(Records drawn from a dataset)
= Beginning of Section =

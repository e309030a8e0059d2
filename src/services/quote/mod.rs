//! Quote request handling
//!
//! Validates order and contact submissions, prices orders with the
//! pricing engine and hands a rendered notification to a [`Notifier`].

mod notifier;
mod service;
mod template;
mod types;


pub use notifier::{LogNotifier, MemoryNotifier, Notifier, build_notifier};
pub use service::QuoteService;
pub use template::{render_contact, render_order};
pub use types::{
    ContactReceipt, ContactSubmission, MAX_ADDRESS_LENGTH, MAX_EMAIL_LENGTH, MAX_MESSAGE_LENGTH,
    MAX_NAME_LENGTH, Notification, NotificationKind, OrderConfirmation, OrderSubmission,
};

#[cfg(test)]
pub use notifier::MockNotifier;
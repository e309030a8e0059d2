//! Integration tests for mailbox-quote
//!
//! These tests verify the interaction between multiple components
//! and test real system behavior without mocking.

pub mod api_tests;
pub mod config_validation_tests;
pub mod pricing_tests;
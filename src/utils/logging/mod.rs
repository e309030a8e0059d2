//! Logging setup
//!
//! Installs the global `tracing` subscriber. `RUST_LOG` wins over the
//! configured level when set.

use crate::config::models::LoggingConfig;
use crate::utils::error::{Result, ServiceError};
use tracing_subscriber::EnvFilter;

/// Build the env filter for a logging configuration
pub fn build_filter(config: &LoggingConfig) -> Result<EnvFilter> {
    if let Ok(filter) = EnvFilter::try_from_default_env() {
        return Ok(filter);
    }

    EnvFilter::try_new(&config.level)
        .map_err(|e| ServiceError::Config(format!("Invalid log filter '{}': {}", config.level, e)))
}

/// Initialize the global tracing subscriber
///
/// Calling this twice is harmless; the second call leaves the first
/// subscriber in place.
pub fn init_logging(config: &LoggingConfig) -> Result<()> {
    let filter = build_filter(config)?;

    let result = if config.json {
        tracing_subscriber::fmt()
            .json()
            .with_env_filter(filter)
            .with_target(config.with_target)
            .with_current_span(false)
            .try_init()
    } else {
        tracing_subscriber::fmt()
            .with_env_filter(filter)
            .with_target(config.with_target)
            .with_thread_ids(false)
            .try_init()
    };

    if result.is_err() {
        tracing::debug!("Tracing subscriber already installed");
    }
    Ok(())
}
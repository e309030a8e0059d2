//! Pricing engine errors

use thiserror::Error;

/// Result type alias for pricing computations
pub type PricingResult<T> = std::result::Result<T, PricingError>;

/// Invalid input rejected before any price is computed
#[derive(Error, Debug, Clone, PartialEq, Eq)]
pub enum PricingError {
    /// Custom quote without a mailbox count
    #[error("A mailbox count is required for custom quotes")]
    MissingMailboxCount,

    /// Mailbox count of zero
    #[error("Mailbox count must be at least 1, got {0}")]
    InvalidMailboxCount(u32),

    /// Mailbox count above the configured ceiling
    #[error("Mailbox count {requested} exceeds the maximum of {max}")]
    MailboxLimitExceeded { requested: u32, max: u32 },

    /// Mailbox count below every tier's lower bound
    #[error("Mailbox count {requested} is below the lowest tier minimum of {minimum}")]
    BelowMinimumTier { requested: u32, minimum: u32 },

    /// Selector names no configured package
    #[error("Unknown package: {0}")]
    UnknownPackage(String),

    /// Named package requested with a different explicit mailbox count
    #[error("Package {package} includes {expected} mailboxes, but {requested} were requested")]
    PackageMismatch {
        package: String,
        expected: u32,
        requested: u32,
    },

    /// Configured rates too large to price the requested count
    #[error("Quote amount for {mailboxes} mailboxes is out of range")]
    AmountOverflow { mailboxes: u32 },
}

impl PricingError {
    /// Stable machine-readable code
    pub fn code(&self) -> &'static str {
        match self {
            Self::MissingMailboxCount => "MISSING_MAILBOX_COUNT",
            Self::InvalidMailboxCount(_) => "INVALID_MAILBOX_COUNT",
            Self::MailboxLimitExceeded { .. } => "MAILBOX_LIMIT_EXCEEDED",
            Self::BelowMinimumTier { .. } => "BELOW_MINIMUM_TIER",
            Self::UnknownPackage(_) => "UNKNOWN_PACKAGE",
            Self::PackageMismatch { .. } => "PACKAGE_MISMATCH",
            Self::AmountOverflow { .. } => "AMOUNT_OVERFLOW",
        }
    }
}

= End of Section =

**TASK DETAILS**
In the data above, retype exactly and only the lines between the one holding "Pricing engine errors" and the one holding "price is computed", inclusive.

**RESPONSE**
//! Pricing engine errors

use thiserror::Error;

/// Result type alias for pricing computations
pub type PricingResult<T> = std::result::Result<T, PricingError>;

/// Invalid input rejected before any price is computed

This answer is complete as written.